Assignment —
Report only the number of lines in the entries below that hold the word "updated".

Stored data entries
-.-.-
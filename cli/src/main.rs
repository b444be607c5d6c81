/*
    etsy-seo-rs | Rust CLI tool to audit and fix Etsy listing SEO.
    Copyright (C) 2025  Israel Alberto Roldan Vega

    This program is free software: you can redistribute it and/or modify
    it under the terms of the GNU Affero General Public License as published
    by the Free Software Foundation, either version 3 of the License, or
    (at your option) any later version.

    This program is distributed in the hope that it will be useful,
    but WITHOUT ANY WARRANTY; without even the implied warranty of
    MERCHANTABILITY or FITNESS FOR A PARTICULAR PURPOSE.  See the
    GNU Affero General Public License for more details.

    You should have received a copy of the GNU Affero General Public License
    along with this program.  If not, see <https://www.gnu.org/licenses/>.
*/

use anyhow::Context;
use clap::{Parser, Subcommand};
use dotenvy::dotenv;
use etsy_seo_core::bulk;
use etsy_seo_core::seo::{process_tags, process_titles_and_descriptions};
use etsy_seo_core::{
    Authenticator, Config, EtsyClient, ListingManager, ListingUpdate, UpdateOutcome,
};
use futures::TryStreamExt;
use log::debug;
use std::fs;
use std::path::{Path, PathBuf};
use std::process;

#[derive(Parser)]
#[command(name = "etsy-seo")]
#[command(about = "A tool to audit and fix the SEO of your Etsy listings", long_about = None)]
struct Cli {
    #[command(subcommand)]
    command: Commands,
}

#[derive(Subcommand)]
enum Commands {
    /// Runs the OAuth2 PKCE flow in your browser and stores the token
    Auth,
    /// Lists all active listings of the shop
    List,
    /// Prints the full JSON of a single listing
    Get {
        /// The Etsy listing ID
        #[arg(value_name = "LISTING_ID")]
        listing_id: u64,
    },
    /// Updates the title, tags or description of a listing. Dry run unless --apply is given.
    Update {
        #[arg(value_name = "LISTING_ID")]
        listing_id: u64,
        #[arg(long)]
        title: Option<String>,
        /// Comma-separated tags (e.g., --tags "gift for her,boho style")
        #[arg(long, value_delimiter = ',')]
        tags: Option<Vec<String>>,
        /// Read the new description from a file
        #[arg(long)]
        description_file: Option<PathBuf>,
        /// Actually send the PATCH request
        #[arg(long)]
        apply: bool,
    },
    /// Checks every active listing for common SEO issues
    Audit {
        /// Output the audit to a JSON file (e.g., --json=audit.json)
        #[arg(long)]
        json: Option<PathBuf>,
    },
    /// Rewrites titles and descriptions in a semicolon-separated CSV export
    FixTitles {
        #[arg(long)]
        input: PathBuf,
        #[arg(long)]
        output: PathBuf,
    },
    /// Rewrites the tag columns in a semicolon-separated CSV export
    FixTags {
        #[arg(long)]
        input: PathBuf,
        #[arg(long)]
        output: PathBuf,
    },
    /// Applies a JSON lookup table of titles and HTML blocks to a product export
    Bulk {
        #[arg(long)]
        input: PathBuf,
        #[arg(long)]
        output: PathBuf,
        /// JSON object keyed by product id: {"<id>": {"title": ..., "html_block": ...}}
        #[arg(long)]
        updates: PathBuf,
    },
}

#[tokio::main]
async fn main() {
    env_logger::init();

    if dotenv().is_err() {
        // A missing .env is fine; the variables may come from the environment.
    }

    let cli = Cli::parse();

    match cli.command {
        Commands::Auth => handle_auth().await,
        Commands::List => handle_list().await,
        Commands::Get { listing_id } => handle_get(listing_id).await,
        Commands::Update {
            listing_id,
            title,
            tags,
            description_file,
            apply,
        } => {
            handle_update(listing_id, title, tags, description_file.as_deref(), apply).await;
        }
        Commands::Audit { json } => handle_audit(json.as_deref()).await,
        Commands::FixTitles { input, output } => handle_fix_titles(&input, &output),
        Commands::FixTags { input, output } => handle_fix_tags(&input, &output),
        Commands::Bulk {
            input,
            output,
            updates,
        } => handle_bulk(&input, &output, &updates),
    }
}

fn load_config() -> Config {
    match Config::from_env() {
        Ok(config) => config,
        Err(e) => {
            eprintln!("[ERROR] Configuration error: {}", e);
            process::exit(1);
        }
    }
}

async fn build_manager() -> anyhow::Result<ListingManager> {
    let config = Config::from_env().context("Configuration error")?;
    let shop_id = config.require_shop_id()?.to_string();
    debug!("Using shop {} at {}", shop_id, config.api_base_url);
    let token = Authenticator::new(&config)
        .load_or_authenticate()
        .await
        .context("Authentication failed")?;
    let client = EtsyClient::new(
        config.api_key.clone(),
        &token,
        config.api_base_url.clone(),
        config.request_interval,
    );
    Ok(ListingManager::new(client, shop_id))
}

async fn get_manager() -> ListingManager {
    match build_manager().await {
        Ok(manager) => manager,
        Err(e) => {
            eprintln!("Error initializing Etsy client: {:#}", e);
            process::exit(1);
        }
    }
}

async fn handle_auth() {
    let config = load_config();
    let authenticator = Authenticator::new(&config);
    println!("Opening Etsy authorization in your browser...");

    match authenticator.authenticate().await {
        Ok(token) => {
            println!();
            println!(
                "[OK] Token saved to: {}",
                authenticator.store().path().display()
            );
            println!("Expires in:     {}s", token.expires_in);
            println!(
                "Refresh token:  {}",
                if token.refresh_token.is_some() { "Yes" } else { "No" }
            );
        }
        Err(e) => {
            eprintln!();
            eprintln!("[ERROR] Authentication failed: {}", e);
            process::exit(1);
        }
    }
}

async fn handle_list() {
    let manager = get_manager().await;
    println!("Fetching active listings...");

    let listings: Result<Vec<_>, _> = manager.iterate_active_listings().try_collect().await;
    match listings {
        Ok(listings) => {
            println!();
            println!("{:<12} | {:<60} | {:<4}", "ID", "Title", "Tags");
            println!("{:-<12}-+-{:-<60}-+-{:-<4}", "", "", "");

            for listing in &listings {
                let title = if listing.title.chars().count() > 58 {
                    format!("{}..", listing.title.chars().take(58).collect::<String>())
                } else {
                    listing.title.clone()
                };
                println!(
                    "{:<12} | {:<60} | {:<4}",
                    listing.listing_id,
                    title,
                    listing.tags.len()
                );
            }
            println!();
            println!("Total: {} active listings", listings.len());
            println!("Tip: Copy an ID and run 'etsy-seo get <ID>'");
        }
        Err(e) => {
            eprintln!("Failed to list listings: {}", e);
            process::exit(1);
        }
    }
}

async fn handle_get(listing_id: u64) {
    let manager = get_manager().await;

    match manager.get_listing(listing_id).await {
        Ok(listing) => match serde_json::to_string_pretty(&listing) {
            Ok(json) => println!("{}", json),
            Err(e) => {
                eprintln!("[ERROR] Failed to render listing: {}", e);
                process::exit(1);
            }
        },
        Err(e) => {
            eprintln!();
            eprintln!("[ERROR] Failed to fetch listing {}: {}", listing_id, e);
            process::exit(1);
        }
    }
}

async fn handle_update(
    listing_id: u64,
    title: Option<String>,
    tags: Option<Vec<String>>,
    description_file: Option<&Path>,
    apply: bool,
) {
    let description = match description_file {
        Some(path) => match fs::read_to_string(path) {
            Ok(text) => Some(text),
            Err(e) => {
                eprintln!(
                    "[ERROR] Failed to read description file '{}': {}",
                    path.display(),
                    e
                );
                process::exit(1);
            }
        },
        None => None,
    };

    let update = ListingUpdate {
        title,
        tags: tags.map(|tags| tags.into_iter().map(|t| t.trim().to_string()).collect()),
        description,
    };

    let manager = get_manager().await;

    match manager.update_listing(listing_id, update, !apply).await {
        Ok(UpdateOutcome::NoChanges) => {
            println!("[OK] No changes requested for listing {}.", listing_id);
        }
        Ok(UpdateOutcome::DryRun { listing_id, payload }) => {
            println!("[DRY RUN] Would PATCH listing {}:", listing_id);
            println!(
                "{}",
                serde_json::to_string_pretty(&payload).unwrap_or_default()
            );
            println!();
            println!("Re-run with --apply to send the update.");
        }
        Ok(UpdateOutcome::Applied { response }) => {
            println!("[UPDATED] Listing {} updated.", listing_id);
            println!(
                "{}",
                serde_json::to_string_pretty(&response).unwrap_or_default()
            );
        }
        Err(e) => {
            eprintln!();
            eprintln!("[ERROR] Update failed: {}", e);
            process::exit(1);
        }
    }
}

async fn handle_audit(json_path: Option<&Path>) {
    let manager = get_manager().await;
    println!("Starting audit of active listings...");

    match manager.audit_listings(json_path).await {
        Ok(report) => {
            println!();
            println!("---------------------------------------------------");
            println!("SEO AUDIT REPORT");
            println!("---------------------------------------------------");
            println!("Total Listings Scanned: {}", report.total());
            println!("Listings With Issues:   {}", report.with_issues());
            println!("---------------------------------------------------");

            if report.with_issues() > 0 {
                println!();
                println!("Found the following issues:");
                for (i, entry) in report.entries.iter().filter(|e| e.has_issues()).enumerate() {
                    println!("{}. {}", i + 1, entry);
                }
            } else {
                println!();
                println!("No SEO issues found. Clean!");
            }

            if let Some(path) = json_path {
                println!();
                println!("[SAVED] Audit saved to: {}", path.display());
            }
        }
        Err(e) => {
            eprintln!();
            eprintln!("Audit failed: {}", e);
            process::exit(1);
        }
    }
}

fn handle_fix_titles(input: &Path, output: &Path) {
    match process_titles_and_descriptions(input, output) {
        Ok(rows) => {
            for row in &rows {
                println!("[{}] {}", row.produkt_id, row.poprzedni_tytul_seo);
                println!("   -> {}", row.nowy_tytul_seo);
            }
            println!();
            println!("[SAVED] {} rows saved to: {}", rows.len(), output.display());
        }
        Err(e) => {
            eprintln!("[ERROR] Failed to fix titles: {}", e);
            process::exit(1);
        }
    }
}

fn handle_fix_tags(input: &Path, output: &Path) {
    match process_tags(input, output) {
        Ok(rows) => {
            for row in &rows {
                println!("[{}] {} tags: {}", row.produkt_id, row.tags.len(), row.tags.join(", "));
            }
            println!();
            println!("[SAVED] {} rows saved to: {}", rows.len(), output.display());
        }
        Err(e) => {
            eprintln!("[ERROR] Failed to fix tags: {}", e);
            process::exit(1);
        }
    }
}

fn handle_bulk(input: &Path, output: &Path, updates_path: &Path) {
    let result = bulk::load_updates(updates_path)
        .and_then(|updates| bulk::rewrite(input, output, &updates));

    match result {
        Ok(count) => println!("[SAVED] {} updated rows saved to: {}", count, output.display()),
        Err(e) => {
            eprintln!("[ERROR] Bulk rewrite failed: {}", e);
            process::exit(1);
        }
    }
}
/*
    etsy-seo-rs | Rust CLI tool to audit and fix Etsy listing SEO.
    Copyright (C) 2025  Israel Alberto Roldan Vega

    This program is free software: you can redistribute it and/or modify
    it under the terms of the GNU Affero General Public License as published
    by the Free Software Foundation, either version 3 of the License, or
    (at your option) any later version.

    This program is distributed in the hope that it will be useful,
    but WITHOUT ANY WARRANTY; without even the implied warranty of
    MERCHANTABILITY or FITNESS FOR A PARTICULAR PURPOSE.  See the
    GNU Affero General Public License for more details.

    You should have received a copy of the GNU Affero General Public License
    along with this program.  If not, see <https://www.gnu.org/licenses/>.
*/

use std::path::PathBuf;
use std::time::Duration;
use thiserror::Error;
use url::Url;

pub const DEFAULT_AUTH_URL: &str = "https://www.etsy.com/oauth/connect";
pub const DEFAULT_TOKEN_URL: &str = "https://api.etsy.com/v3/public/oauth/token";
pub const DEFAULT_API_BASE_URL: &str = "https://openapi.etsy.com/v3";
pub const DEFAULT_REDIRECT_URI: &str = "http://localhost:8080/callback";
pub const DEFAULT_TOKEN_FILE: &str = ".etsy_token.json";
pub const DEFAULT_SCOPES: &str = "listings_r listings_w";

/// Etsy allows roughly 10 requests per second; stay a little under that.
pub const DEFAULT_REQUEST_INTERVAL_MS: u64 = 120;

#[derive(Error, Debug)]
pub enum ConfigError {
    #[error("Missing required environment variable {0}")]
    Missing(&'static str),
    #[error("Invalid value for {name}: {reason}")]
    Invalid { name: &'static str, reason: String },
}

/// Runtime settings shared by the authenticator, the API client and the CLI.
#[derive(Debug, Clone)]
pub struct Config {
    /// Etsy keystring. Doubles as the OAuth `client_id` and the `x-api-key` header.
    pub api_key: String,
    pub shop_id: Option<String>,
    pub redirect_uri: Url,
    pub scopes: String,
    pub token_file: PathBuf,
    pub auth_url: String,
    pub token_url: String,
    pub api_base_url: String,
    pub request_interval: Duration,
    /// `None` waits for the OAuth callback forever.
    pub callback_timeout: Option<Duration>,
}

impl Config {
    /// Builds the configuration from process environment variables.
    ///
    /// The CLI loads a `.env` file first, so values there are picked up too.
    pub fn from_env() -> Result<Self, ConfigError> {
        Self::from_lookup(|name| std::env::var(name).ok())
    }

    /// Builds the configuration from an arbitrary key lookup.
    pub fn from_lookup<F>(lookup: F) -> Result<Self, ConfigError>
    where
        F: Fn(&str) -> Option<String>,
    {
        let get = |name: &str| lookup(name).filter(|v| !v.trim().is_empty());

        let api_key = get("ETSY_API_KEY").ok_or(ConfigError::Missing("ETSY_API_KEY"))?;

        let redirect_raw = get("REDIRECT_URI").unwrap_or_else(|| DEFAULT_REDIRECT_URI.to_string());
        let redirect_uri = Url::parse(&redirect_raw).map_err(|e| ConfigError::Invalid {
            name: "REDIRECT_URI",
            reason: e.to_string(),
        })?;

        let request_interval_ms = match get("REQUEST_INTERVAL_MS") {
            Some(raw) => raw.trim().parse::<u64>().map_err(|e| ConfigError::Invalid {
                name: "REQUEST_INTERVAL_MS",
                reason: e.to_string(),
            })?,
            None => DEFAULT_REQUEST_INTERVAL_MS,
        };

        let callback_timeout = match get("CALLBACK_TIMEOUT_SECS") {
            Some(raw) => Some(Duration::from_secs(raw.trim().parse::<u64>().map_err(
                |e| ConfigError::Invalid {
                    name: "CALLBACK_TIMEOUT_SECS",
                    reason: e.to_string(),
                },
            )?)),
            None => None,
        };

        Ok(Self {
            api_key,
            shop_id: get("ETSY_SHOP_ID"),
            redirect_uri,
            scopes: get("ETSY_SCOPES").unwrap_or_else(|| DEFAULT_SCOPES.to_string()),
            token_file: PathBuf::from(
                get("TOKEN_FILE").unwrap_or_else(|| DEFAULT_TOKEN_FILE.to_string()),
            ),
            auth_url: get("ETSY_AUTH_URL").unwrap_or_else(|| DEFAULT_AUTH_URL.to_string()),
            token_url: get("ETSY_TOKEN_URL").unwrap_or_else(|| DEFAULT_TOKEN_URL.to_string()),
            api_base_url: get("ETSY_API_BASE_URL")
                .unwrap_or_else(|| DEFAULT_API_BASE_URL.to_string()),
            request_interval: Duration::from_millis(request_interval_ms),
            callback_timeout,
        })
    }

    /// Listing operations are scoped to a shop; auth alone does not need one.
    pub fn require_shop_id(&self) -> Result<&str, ConfigError> {
        self.shop_id
            .as_deref()
            .ok_or(ConfigError::Missing("ETSY_SHOP_ID"))
    }
}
-.-.-
Written answer —
2